They don’t always get that satisfaction. I take it to be obvious that kings and queens get a colossal kick out of being kings and queens; even that Swedish king who prowled about eating grass when he was required in the war room by his mistress, was rolling in kingship in his own way. The distinction is between monarchs who admit they enjoy it, and monarchs who don’t. Here Great Britain has been unlucky. George V gave nothing away. George VI’s enjoyment of the throne will, I think, come out in time—he once sat on the top hat of the Provost of Eton to see what that worthy would dare to say about it—but in his reign there was an impression of reluctance and devotion to hard duty. The present Queen has refused to play heartily with her toys in public view, which is why the public feels a little injured about her now.

The secret of Edward VII’s unpredictable and enduring popularity is that he was the last monarch who adored being king and let everybody see it. People still talk about him, who saw him only once and then were growled at. “He was a proper King. I mean, he let you know it. You felt he knew how to live.” Edward had the simple politeness to show gratitude by really “being a king” as George III never was. Beside that, his lack of intellect, his heavily reactionary politics, his extravagance, and his mistresses did not matter.

Sir Philip Magnus has found a good last sentence for his biography: “Safe havens were attainable from opposite directions; parents and tutors pointed one way but he found another; and he arrived.” Albert and Baron Stockmar, the king-trainer from Coburg, wanted to make the Prince of Wales into a model Coburgian constitutional monarch. He was subjected to merciless education for paragonship. His character was constantly being picked open and scrutinized for signs of moral growth.

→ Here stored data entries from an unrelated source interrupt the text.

//! Prometheus exposition for the counters recorded across the crate.

use metrics_exporter_prometheus::{PrometheusBuilder, PrometheusHandle};

/// Install the global recorder. Only one recorder can exist per process.
pub fn install() -> anyhow::Result<PrometheusHandle> {
    let handle = PrometheusBuilder::new()
        .install_recorder()
        .map_err(|e| anyhow::anyhow!("failed to install prometheus recorder: {e}"))?;
    describe();
    Ok(handle)
}

fn describe() {
    metrics::describe_counter!("casedesk_reports_submitted_total", "Reports accepted, by category");
    metrics::describe_counter!("casedesk_login_failures_total", "Rejected login attempts");
    metrics::describe_counter!("casedesk_rate_limited_total", "Requests refused by the rate limiter, by action");
}
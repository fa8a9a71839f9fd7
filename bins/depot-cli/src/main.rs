//! Depot CLI: drive a persisted custody chain from the command line.

mod scenario;

use std::fs;
use std::path::{Path, PathBuf};

use anyhow::{bail, Context, Result};
use clap::{Args, Parser, Subcommand};
use tracing::info;

use depot_core::Address;
use depot_custody::{Chain, CustodyConfig, Snapshot};

#[derive(Parser)]
#[command(name = "depot-cli")]
#[command(version, about = "Depot custody chain CLI")]
struct Cli {
    /// Chain snapshot file. Defaults to ~/.depot/chain.json.
    #[arg(long, global = true)]
    state: Option<PathBuf>,

    /// Log level (trace, debug, info, warn, error).
    #[arg(long, global = true, default_value = "warn")]
    log_level: String,

    /// Log format: "text" or "json".
    #[arg(long, global = true, default_value = "text")]
    log_format: String,

    #[command(subcommand)]
    command: Commands,
}

#[derive(Subcommand)]
enum Commands {
    /// Create a fresh chain snapshot.
    Init(InitArgs),
    /// Replay a scenario file against the chain and save the result.
    Run(RunArgs),
    /// Show wallets, forwarders, balances and events.
    Inspect(InspectArgs),
}

#[derive(Args)]
struct InitArgs {
    /// TOML configuration file. `DEPOT__*` environment variables override it.
    #[arg(short, long)]
    config: Option<PathBuf>,

    /// Replace an existing snapshot.
    #[arg(long)]
    force: bool,
}

#[derive(Args)]
struct RunArgs {
    /// Scenario file: a JSON list of {caller, call} steps.
    scenario: PathBuf,

    /// Stop at the first reverted call.
    #[arg(long)]
    fail_fast: bool,

    /// Replay without saving the resulting chain.
    #[arg(long)]
    dry_run: bool,
}

#[derive(Args)]
struct InspectArgs {
    /// Show a single account instead of the whole chain.
    #[arg(short, long)]
    account: Option<Address>,
}

fn main() -> Result<()> {
    let cli = Cli::parse();
    init_logging(&cli.log_level, &cli.log_format);

    let state = resolve_state_path(cli.state)?;
    match cli.command {
        Commands::Init(args) => cmd_init(&state, args),
        Commands::Run(args) => cmd_run(&state, args),
        Commands::Inspect(args) => cmd_inspect(&state, args),
    }
}

fn init_logging(level_str: &str, format: &str) {
    use tracing_subscriber::filter::EnvFilter;
    use tracing_subscriber::fmt;
    use tracing_subscriber::prelude::*;

    let filter = EnvFilter::try_from_default_env().unwrap_or_else(|_| EnvFilter::new(level_str));

    // Stdout carries command output; logs go to stderr.
    if format == "json" {
        tracing_subscriber::registry()
            .with(filter)
            .with(fmt::layer().json().with_writer(std::io::stderr))
            .init();
    } else {
        tracing_subscriber::registry()
            .with(filter)
            .with(
                fmt::layer()
                    .with_target(true)
                    .with_level(true)
                    .with_writer(std::io::stderr),
            )
            .init();
    }
}

fn resolve_state_path(explicit: Option<PathBuf>) -> Result<PathBuf> {
    if let Some(path) = explicit {
        return Ok(path);
    }
    let home = dirs::home_dir().context("Could not determine home directory")?;
    Ok(home.join(".depot").join("chain.json"))
}

fn load_chain(path: &Path) -> Result<Chain> {
    let snapshot = Snapshot::load(path)
        .with_context(|| format!("Failed to load chain from {} (run `init` first?)", path.display()))?;
    Ok(Chain::from_snapshot(snapshot))
}

fn save_chain(chain: &Chain, path: &Path) -> Result<()> {
    if let Some(parent) = path.parent().filter(|p| !p.as_os_str().is_empty()) {
        fs::create_dir_all(parent)
            .with_context(|| format!("Failed to create directory {}", parent.display()))?;
    }
    chain
        .snapshot()
        .save(path)
        .with_context(|| format!("Failed to save chain to {}", path.display()))
}

fn cmd_init(path: &Path, args: InitArgs) -> Result<()> {
    if path.exists() && !args.force {
        bail!(
            "Chain already exists at {}. Pass --force to replace it.",
            path.display()
        );
    }
    let config = CustodyConfig::load(args.config.as_deref()).context("Failed to load configuration")?;
    let chain = Chain::new(config);
    save_chain(&chain, path)?;

    info!(path = %path.display(), "chain initialized");
    println!("Chain initialized at {}", path.display());
    println!("  forward policy: {:?}", chain.config().forward_policy);
    println!("  max batch:      {}", chain.config().max_batch);
    println!("  max call depth: {}", chain.config().max_call_depth);
    Ok(())
}

fn cmd_run(path: &Path, args: RunArgs) -> Result<()> {
    let mut chain = load_chain(path)?;
    let json = fs::read_to_string(&args.scenario)
        .with_context(|| format!("Failed to read scenario {}", args.scenario.display()))?;
    let steps = scenario::parse(&json)?;

    let reports = scenario::run(&mut chain, &steps, args.fail_fast)?;
    for report in &reports {
        println!("{}", serde_json::to_string(report)?);
    }

    let reverted = reports.iter().filter(|r| r.is_reverted()).count();
    info!(steps = reports.len(), reverted, "scenario replayed");

    if !args.dry_run {
        save_chain(&chain, path)?;
    }
    Ok(())
}

fn cmd_inspect(path: &Path, args: InspectArgs) -> Result<()> {
    let chain = load_chain(path)?;
    match args.account {
        Some(account) => print_account(&chain, &account),
        None => print_chain(&chain),
    }
    Ok(())
}

fn print_account(chain: &Chain, account: &Address) {
    let state = chain.state();
    println!("Account:  {account}");
    if let Some(wallet) = state.wallet(account) {
        println!("Kind:     wallet (owner {})", wallet.owner());
        println!("Forwarders: {}", wallet.forwarders().len());
    } else if let Some(forwarder) = state.forwarder(account) {
        println!("Kind:     forwarder (parent {})", forwarder.parent());
    } else if state.tokens().contains(account) {
        println!("Kind:     token");
    } else {
        println!("Kind:     plain account");
    }
    println!("Balance:  {}", chain.balance(account));

    for (token, ledger) in state.tokens().tokens() {
        if let Some((_, amount)) = ledger.holders().find(|(holder, _)| *holder == account) {
            println!("Token {token}: {amount}");
        }
    }

    let events: Vec<_> = chain.log().by_emitter(account).collect();
    if !events.is_empty() {
        println!("Events:");
        for event in events {
            println!("  {event}");
        }
    }
}

fn print_chain(chain: &Chain) {
    let state = chain.state();

    println!("Wallets:");
    for wallet in state.wallets() {
        println!(
            "  {}  owner {}  forwarders {}  balance {}",
            wallet.address(),
            wallet.owner(),
            wallet.forwarders().len(),
            chain.balance(&wallet.address())
        );
    }

    println!("Forwarders:");
    for forwarder in state.forwarders() {
        println!(
            "  {}  parent {}  balance {}",
            forwarder.address(),
            forwarder.parent(),
            chain.balance(&forwarder.address())
        );
    }

    println!("Tokens:");
    for (token, ledger) in state.tokens().tokens() {
        let paused = if ledger.paused { "  (paused)" } else { "" };
        println!(
            "  {token}  issuer {}  supply {}{paused}",
            ledger.issuer,
            ledger.total_supply()
        );
    }

    println!("Balances:");
    for (account, balance) in state.ledger().accounts() {
        println!("  {account}  {balance}");
    }

    println!("Events: {}", chain.log().len());
    for entry in chain.log().entries() {
        println!("  {}  {}", entry.emitter, entry.event);
    }
}
impl Vm<'_> {
    pub fn state(&self) -> &State {
        &*self.state
    }

    /// Number of frames currently open.
    pub fn depth(&self) -> usize {
        self.depth
    }

    pub fn balance(&self, account: &Address) -> u64 {
        self.state.ledger.value_balance(account)
    }

    pub fn token_balance(&self, token: &Address, owner: &Address) -> Result<u64, TransferError> {
        self.state.tokens.balance_of(token, owner)
    }

    /// Run `f` in a new call frame.
    fn frame<R>(
        &mut self,
        f: impl FnOnce(&mut Self) -> Result<R, CustodyError>,
    ) -> Result<R, CustodyError> {
        if self.depth >= self.config.max_call_depth {
            return Err(TransferError::CallDepthExceeded(self.depth).into());
        }
        let checkpoint = self.state.clone();
        let mark = self.log.len();

        self.depth += 1;
        let result = f(self);
        self.depth -= 1;

        if result.is_err() {
            *self.state = checkpoint;
            self.log.truncate(mark);
        }
        result
    }

    /// Move value and run the recipient's receive logic, as one frame.
    ///
    /// The sender is debited before the recipient runs.
    pub fn call_value(
        &mut self,
        from: &Address,
        to: &Address,
        amount: u64,
        budget: Budget,
    ) -> Result<(), CustodyError> {
        self.frame(|vm| {
            vm.state.ledger.transfer_value(from, to, amount, budget)?;
            vm.dispatch_receive(from, to, amount, budget)
        })
    }

    fn dispatch_receive(
        &mut self,
        from: &Address,
        to: &Address,
        amount: u64,
        budget: Budget,
    ) -> Result<(), CustodyError> {
        if let Some(wallet) = self.state.wallets.get(to).cloned() {
            budget.consume(self.config.wallet_receive_cost)?;
            wallet.on_receive(self, from, amount)?;
            return Ok(());
        }
        if let Some(forwarder) = self.state.forwarders.get(to).copied() {
            let remaining = budget.consume(self.config.forwarder_receive_cost)?;
            forwarder.on_receive(self, from, amount, remaining)?;
            return Ok(());
        }
        if let Some(mut hook) = self.hooks.remove(to) {
            let result = budget
                .consume(hook.receive_cost())
                .map_err(CustodyError::from)
                .and_then(|_| hook.on_receive(self, to, from, amount));
            self.hooks.insert(*to, hook);
            return result;
        }
        Ok(())
    }

    /// Derive the next free instance address for `deployer`.
    fn next_address(&mut self, deployer: &Address) -> Address {
        let mut nonce = self.state.nonce(deployer);
        let address = loop {
            let candidate = Address::derive(deployer, nonce);
            nonce += 1;
            if !self.state.is_instance(&candidate) && !self.hooks.contains_key(&candidate) {
                break candidate;
            }
        };
        self.state.nonces.insert(*deployer, nonce);
        address
    }

    fn wallet_at(&self, address: &Address) -> Result<Wallet, CustodyError> {
        self.state
            .wallets
            .get(address)
            .cloned()
            .ok_or(CustodyError::UnknownAccount(*address))
    }

    fn forwarder_at(&self, address: &Address) -> Result<Forwarder, CustodyError> {
        self.state
            .forwarders
            .get(address)
            .copied()
            .ok_or(CustodyError::UnknownAccount(*address))
    }

    pub fn deploy_wallet(&mut self, deployer: &Address) -> Result<Address, CustodyError> {
        self.frame(|vm| {
            if deployer.is_zero() {
                return Err(CustodyError::ZeroAddress);
            }
            let address = vm.next_address(deployer);
            vm.state.wallets.insert(address, Wallet::new(address, *deployer));
            info!(wallet = %address, owner = %deployer, "chain: wallet deployed");
            Ok(address)
        })
    }

    pub fn deploy_forwarder(&mut self, deployer: &Address) -> Result<Address, CustodyError> {
        self.frame(|vm| {
            if deployer.is_zero() {
                return Err(CustodyError::ZeroAddress);
            }
            Ok(vm.spawn_forwarder(deployer).address())
        })
    }

    pub fn deploy_token(&mut self, issuer: &Address, supply: u64) -> Result<Address, CustodyError> {
        self.frame(|vm| {
            if issuer.is_zero() {
                return Err(CustodyError::ZeroAddress);
            }
            let address = vm.next_address(issuer);
            vm.state.tokens.deploy(address, *issuer, supply);
            debug!(token = %address, %issuer, supply, "chain: token deployed");
            Ok(address)
        })
    }

    /// Test faucet: credit `amount` of native currency to `to`.
    pub fn mint(&mut self, to: &Address, amount: u64) -> Result<(), CustodyError> {
        self.state.ledger.credit(to, amount)?;
        debug!(%to, amount, "chain: minted");
        Ok(())
    }

    pub fn deposit(&mut self, from: &Address, to: &Address, amount: u64) -> Result<(), CustodyError> {
        self.call_value(from, to, amount, Budget::Unlimited)
    }

    pub fn create_forwarder(&mut self, caller: &Address, wallet: &Address) -> Result<Address, CustodyError> {
        self.frame(|vm| {
            let mut instance = vm.wallet_at(wallet)?;
            let forwarder = instance.create_forwarder(vm);
            vm.state.wallets.insert(*wallet, instance);
            debug!(%caller, %wallet, %forwarder, "chain: create_forwarder");
            Ok(forwarder)
        })
    }

    pub fn create_forwarders(
        &mut self,
        caller: &Address,
        wallet: &Address,
        count: u32,
    ) -> Result<Vec<Address>, CustodyError> {
        self.frame(|vm| {
            let mut instance = vm.wallet_at(wallet)?;
            let created = instance.create_forwarders(vm, count)?;
            vm.state.wallets.insert(*wallet, instance);
            debug!(%caller, %wallet, count, "chain: create_forwarders");
            Ok(created)
        })
    }

    pub fn change_forwarder_parent(
        &mut self,
        caller: &Address,
        wallet: &Address,
        forwarder: &Address,
        new_parent: Address,
    ) -> Result<Address, CustodyError> {
        self.frame(|vm| {
            let instance = vm.wallet_at(wallet)?;
            Ok(instance.change_forwarder_parent(vm, caller, forwarder, new_parent)?)
        })
    }

    pub fn collect_forwarder_tokens(
        &mut self,
        caller: &Address,
        wallet: &Address,
        forwarder: &Address,
        token: &Address,
    ) -> Result<u64, CustodyError> {
        self.frame(|vm| {
            let instance = vm.wallet_at(wallet)?;
            Ok(instance.collect_forwarder_tokens(vm, caller, forwarder, token)?)
        })
    }

    pub fn send(
        &mut self,
        caller: &Address,
        wallet: &Address,
        destination: &Address,
        amount: u64,
    ) -> Result<(), CustodyError> {
        self.frame(|vm| {
            let instance = vm.wallet_at(wallet)?;
            Ok(instance.send(vm, caller, destination, amount)?)
        })
    }

    pub fn send_token(
        &mut self,
        caller: &Address,
        wallet: &Address,
        destination: &Address,
        amount: u64,
        token: &Address,
    ) -> Result<(), CustodyError> {
        self.frame(|vm| {
            let instance = vm.wallet_at(wallet)?;
            Ok(instance.send_token(vm, caller, destination, amount, token)?)
        })
    }

    pub fn collect(&mut self, caller: &Address, forwarder: &Address) -> Result<u64, CustodyError> {
        self.frame(|vm| {
            let instance = vm.forwarder_at(forwarder)?;
            Ok(instance.collect(vm, caller)?)
        })
    }

    pub fn change_parent(
        &mut self,
        caller: &Address,
        forwarder: &Address,
        new_parent: Address,
    ) -> Result<Address, CustodyError> {
        self.frame(|vm| {
            let mut instance = vm.forwarder_at(forwarder)?;
            let previous = instance.change_parent(caller, new_parent)?;
            vm.state.forwarders.insert(*forwarder, instance);
            Ok(previous)
        })
    }

    pub fn collect_tokens(
        &mut self,
        caller: &Address,
        forwarder: &Address,
        token: &Address,
    ) -> Result<u64, CustodyError> {
        self.frame(|vm| {
            let instance = vm.forwarder_at(forwarder)?;
            Ok(instance.collect_tokens(vm, caller, token)?)
        })
    }
}

impl ValueTransfer for Vm<'_> {
    fn value_balance(&self, account: &Address) -> u64 {
        self.state.ledger.value_balance(account)
    }

    fn transfer_value(
        &mut self,
        from: &Address,
        to: &Address,
        amount: u64,
        budget: Budget,
    ) -> Result<(), TransferError> {
        self.call_value(from, to, amount, budget)
            .map_err(|e| e.into_transfer_error(*to))
    }
}

impl TokenLedger for Vm<'_> {
    fn balance_of(&self, token: &Address, owner: &Address) -> Result<u64, TransferError> {
        self.state.tokens.balance_of(token, owner)
    }

    fn transfer_token(
        &mut self,
        token: &Address,
        from: &Address,
        to: &Address,
        amount: u64,
    ) -> Result<(), TransferError> {
        self.state.tokens.transfer_token(token, from, to, amount)
    }

    fn approve(
        &mut self,
        token: &Address,
        owner: &Address,
        spender: &Address,
        amount: u64,
    ) -> Result<(), TransferError> {
        self.state.tokens.approve(token, owner, spender, amount)
    }

    fn allowance(&self, token: &Address, owner: &Address, spender: &Address) -> Result<u64, TransferError> {
        self.state.tokens.allowance(token, owner, spender)
    }

    fn transfer_from(
        &mut self,
        token: &Address,
        spender: &Address,
        from: &Address,
        to: &Address,
        amount: u64,
    ) -> Result<(), TransferError> {
        self.state.tokens.transfer_from(token, spender, from, to, amount)
    }
}
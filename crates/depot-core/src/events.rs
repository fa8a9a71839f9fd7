//! Observable events emitted by wallets and forwarders.
//!
//! Field order within each variant matches the published event signatures:
//!
//! | Event | Emitted by | Fields |
//! |---|---|---|
//! | `Deposited` | Wallet, Forwarder | (sender, amount) |
//! | `ForwarderDeposited` | Forwarder | (sender, amount) |
//! | `ForwarderCreated` | Wallet | (forwarder_address) |
//! | `TokensCollected` | Forwarder | (token_address, amount) |
//! | `Transacted` | Wallet | (destination, amount) |
//! | `TransactedToken` | Wallet | (destination, amount, token_address) |
//! | `Collected` | Forwarder | (destination, amount) |

use serde::{Deserialize, Serialize};
use std::fmt;

use crate::address::Address;

/// A single event payload.
#[derive(Serialize, Deserialize, Clone, Copy, Debug, PartialEq, Eq)]
#[serde(tag = "event")]
pub enum Event {
    Deposited {
        sender: Address,
        amount: u64,
    },
    ForwarderDeposited {
        sender: Address,
        amount: u64,
    },
    ForwarderCreated {
        forwarder_address: Address,
    },
    TokensCollected {
        token_address: Address,
        amount: u64,
    },
    Transacted {
        destination: Address,
        amount: u64,
    },
    TransactedToken {
        destination: Address,
        amount: u64,
        token_address: Address,
    },
    Collected {
        destination: Address,
        amount: u64,
    },
}

impl Event {
    /// Event name as published.
    pub fn name(&self) -> &'static str {
        match self {
            Event::Deposited { .. } => "Deposited",
            Event::ForwarderDeposited { .. } => "ForwarderDeposited",
            Event::ForwarderCreated { .. } => "ForwarderCreated",
            Event::TokensCollected { .. } => "TokensCollected",
            Event::Transacted { .. } => "Transacted",
            Event::TransactedToken { .. } => "TransactedToken",
            Event::Collected { .. } => "Collected",
        }
    }
}

impl fmt::Display for Event {
    fn fmt(&self, f: &mut fmt::Formatter<'_>) -> fmt::Result {
        match self {
            Event::Deposited { sender, amount } => write!(f, "Deposited({sender}, {amount})"),
            Event::ForwarderDeposited { sender, amount } => {
                write!(f, "ForwarderDeposited({sender}, {amount})")
            }
            Event::ForwarderCreated { forwarder_address } => {
                write!(f, "ForwarderCreated({forwarder_address})")
            }
            Event::TokensCollected {
                token_address,
                amount,
            } => write!(f, "TokensCollected({token_address}, {amount})"),
            Event::Transacted {
                destination,
                amount,
            } => write!(f, "Transacted({destination}, {amount})"),
            Event::TransactedToken {
                destination,
                amount,
                token_address,
            } => write!(f, "TransactedToken({destination}, {amount}, {token_address})"),
            Event::Collected {
                destination,
                amount,
            } => write!(f, "Collected({destination}, {amount})"),
        }
    }
}

/// An event together with the address of the instance that emitted it.
#[derive(Serialize, Deserialize, Clone, Copy, Debug, PartialEq, Eq)]
pub struct LogEntry {
    pub emitter: Address,
    #[serde(flatten)]
    pub event: Event,
}

/// Append-only event log.
///
/// Call frames remember [`len`](EventLog::len) on entry and
/// [`truncate`](EventLog::truncate) back to it when they fail, so events
/// from a reverted frame are never observable.
#[derive(Serialize, Deserialize, Clone, Debug, Default, PartialEq, Eq)]
pub struct EventLog {
    entries: Vec<LogEntry>,
}

impl EventLog {
    /// Create an empty log.
    pub fn new() -> Self {
        Self::default()
    }

    /// Record `event` as emitted by `emitter`.
    pub fn emit(&mut self, emitter: Address, event: Event) {
        self.entries.push(LogEntry { emitter, event });
    }

    /// All entries in emission order.
    pub fn entries(&self) -> &[LogEntry] {
        &self.entries
    }

    /// Entries emitted by `emitter`, in order.
    pub fn by_emitter<'a>(&'a self, emitter: &'a Address) -> impl Iterator<Item = &'a Event> + 'a {
        self.entries
            .iter()
            .filter(move |e| e.emitter == *emitter)
            .map(|e| &e.event)
    }

    /// Entries starting at index `from`.
    pub fn since(&self, from: usize) -> &[LogEntry] {
        &self.entries[from.min(self.entries.len())..]
    }

    /// Number of entries.
    pub fn len(&self) -> usize {
        self.entries.len()
    }

    /// Whether the log is empty.
    pub fn is_empty(&self) -> bool {
        self.entries.is_empty()
    }

    /// Drop every entry at or after index `len`.
    pub fn truncate(&mut self, len: usize) {
        self.entries.truncate(len);
    }
}
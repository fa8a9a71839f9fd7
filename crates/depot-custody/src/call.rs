//! Serializable calls and receipts.
//!
//! [`Call`] names every operation the chain accepts, so that a sequence of
//! calls can be read from a file and replayed. Executing one yields a
//! [`Receipt`] carrying the [`Outcome`] and the events the call emitted.

use serde::{Deserialize, Serialize};

use depot_core::{Address, LogEntry, TokenLedger};

use crate::chain::{reverted, Chain, Vm};
use crate::error::CustodyError;

/// One operation, tagged by `op` in JSON.
#[derive(Serialize, Deserialize, Clone, Debug, PartialEq, Eq)]
#[serde(tag = "op", rename_all = "snake_case")]
pub enum Call {
    DeployWallet,
    DeployForwarder,
    DeployToken {
        supply: u64,
    },
    /// Credit native currency out of thin air. Only meaningful in a test
    /// environment.
    Mint {
        to: Address,
        amount: u64,
    },
    Deposit {
        to: Address,
        amount: u64,
    },
    TransferToken {
        token: Address,
        to: Address,
        amount: u64,
    },
    ApproveToken {
        token: Address,
        spender: Address,
        amount: u64,
    },
    TransferTokenFrom {
        token: Address,
        from: Address,
        to: Address,
        amount: u64,
    },
    CreateForwarder {
        wallet: Address,
    },
    CreateForwarders {
        wallet: Address,
        count: u32,
    },
    ChangeForwarderParent {
        wallet: Address,
        forwarder: Address,
        new_parent: Address,
    },
    CollectForwarderTokens {
        wallet: Address,
        forwarder: Address,
        token: Address,
    },
    Send {
        wallet: Address,
        destination: Address,
        amount: u64,
    },
    SendToken {
        wallet: Address,
        destination: Address,
        amount: u64,
        token: Address,
    },
    Collect {
        forwarder: Address,
    },
    ChangeParent {
        forwarder: Address,
        new_parent: Address,
    },
    CollectTokens {
        forwarder: Address,
        token: Address,
    },
}

impl Call {
    /// Operation name, as used in the `op` tag.
    pub fn name(&self) -> &'static str {
        match self {
            Call::DeployWallet => "deploy_wallet",
            Call::DeployForwarder => "deploy_forwarder",
            Call::DeployToken { .. } => "deploy_token",
            Call::Mint { .. } => "mint",
            Call::Deposit { .. } => "deposit",
            Call::TransferToken { .. } => "transfer_token",
            Call::ApproveToken { .. } => "approve_token",
            Call::TransferTokenFrom { .. } => "transfer_token_from",
            Call::CreateForwarder { .. } => "create_forwarder",
            Call::CreateForwarders { .. } => "create_forwarders",
            Call::ChangeForwarderParent { .. } => "change_forwarder_parent",
            Call::CollectForwarderTokens { .. } => "collect_forwarder_tokens",
            Call::Send { .. } => "send",
            Call::SendToken { .. } => "send_token",
            Call::Collect { .. } => "collect",
            Call::ChangeParent { .. } => "change_parent",
            Call::CollectTokens { .. } => "collect_tokens",
        }
    }
}

/// Return value of a successful call.
#[derive(Serialize, Deserialize, Clone, Debug, PartialEq, Eq)]
#[serde(tag = "kind", content = "value", rename_all = "snake_case")]
pub enum Outcome {
    None,
    Address(Address),
    Addresses(Vec<Address>),
    Amount(u64),
}

/// Result of a successful call.
#[derive(Serialize, Deserialize, Clone, Debug, PartialEq, Eq)]
pub struct Receipt {
    pub outcome: Outcome,
    /// Events emitted by the call, in order.
    pub events: Vec<LogEntry>,
}

impl Vm<'_> {
    /// Execute `call` on behalf of `caller`.
    pub fn execute(&mut self, caller: &Address, call: &Call) -> Result<Outcome, CustodyError> {
        let outcome = match call {
            Call::DeployWallet => Outcome::Address(self.deploy_wallet(caller)?),
            Call::DeployForwarder => Outcome::Address(self.deploy_forwarder(caller)?),
            Call::DeployToken { supply } => Outcome::Address(self.deploy_token(caller, *supply)?),
            Call::Mint { to, amount } => {
                self.mint(to, *amount)?;
                Outcome::None
            }
            Call::Deposit { to, amount } => {
                self.deposit(caller, to, *amount)?;
                Outcome::None
            }
            Call::TransferToken { token, to, amount } => {
                self.transfer_token(token, caller, to, *amount)?;
                Outcome::None
            }
            Call::ApproveToken {
                token,
                spender,
                amount,
            } => {
                self.approve(token, caller, spender, *amount)?;
                Outcome::None
            }
            Call::TransferTokenFrom {
                token,
                from,
                to,
                amount,
            } => {
                self.transfer_from(token, caller, from, to, *amount)?;
                Outcome::None
            }
            Call::CreateForwarder { wallet } => {
                Outcome::Address(self.create_forwarder(caller, wallet)?)
            }
            Call::CreateForwarders { wallet, count } => {
                Outcome::Addresses(self.create_forwarders(caller, wallet, *count)?)
            }
            Call::ChangeForwarderParent {
                wallet,
                forwarder,
                new_parent,
            } => Outcome::Address(self.change_forwarder_parent(caller, wallet, forwarder, *new_parent)?),
            Call::CollectForwarderTokens {
                wallet,
                forwarder,
                token,
            } => Outcome::Amount(self.collect_forwarder_tokens(caller, wallet, forwarder, token)?),
            Call::Send {
                wallet,
                destination,
                amount,
            } => {
                self.send(caller, wallet, destination, *amount)?;
                Outcome::None
            }
            Call::SendToken {
                wallet,
                destination,
                amount,
                token,
            } => {
                self.send_token(caller, wallet, destination, *amount, token)?;
                Outcome::None
            }
            Call::Collect { forwarder } => Outcome::Amount(self.collect(caller, forwarder)?),
            Call::ChangeParent {
                forwarder,
                new_parent,
            } => Outcome::Address(self.change_parent(caller, forwarder, *new_parent)?),
            Call::CollectTokens { forwarder, token } => {
                Outcome::Amount(self.collect_tokens(caller, forwarder, token)?)
            }
        };
        Ok(outcome)
    }
}

impl Chain {
    /// Execute `call` on behalf of `caller` as one all-or-nothing call.
    pub fn execute(&mut self, caller: &Address, call: &Call) -> Result<Receipt, CustodyError> {
        let mark = self.log().len();
        let outcome = self
            .transact(|vm| vm.execute(caller, call))
            .inspect_err(|e| reverted(call.name(), caller, e))?;
        Ok(Receipt {
            outcome,
            events: self.log().since(mark).to_vec(),
        })
    }
}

He had to keep a diary, inspected every day. Only when he was fifteen was he allowed to choose his own food. As a child, he gave way to violent, irrational rages and fits of cruelty to other children (a trait which lasted into his young manhood). Always telling the truth, as he always told it throughout his life, he still utterly failed to please. Stockmar thought that ancestral madness was coming out.

Against the overwhelming intellectual forces massed against him by Prince Albert and supported by the fifth column of real fatherly affection, Edward maintained his resistance. Nobody comes out of that sort of childhood unscathed; but Edward seems to have acquired nothing worse than a hatred of contradiction and an aversion to effort. Politically, this was lucky. Britain in the first decades of the twentieth century was no place for a monarch with elaborate Coburg views about the exact part played by the crown in the “machine of state.” The last and most savage round of the war between the middle classes and the great landowning families was about to be fought in the battlefield of Parliament, and this struggle was an upheaval in traditional society, something between the British themselves and nothing to do with the Kings, who had abandoned in the seventeenth century any serious engagement in class conflicts. The best thing a King could do during the clash between the Lords and the Liberals before the First World War was, within reason, to keep his mouth shut and try to prevent massacres of the wounded.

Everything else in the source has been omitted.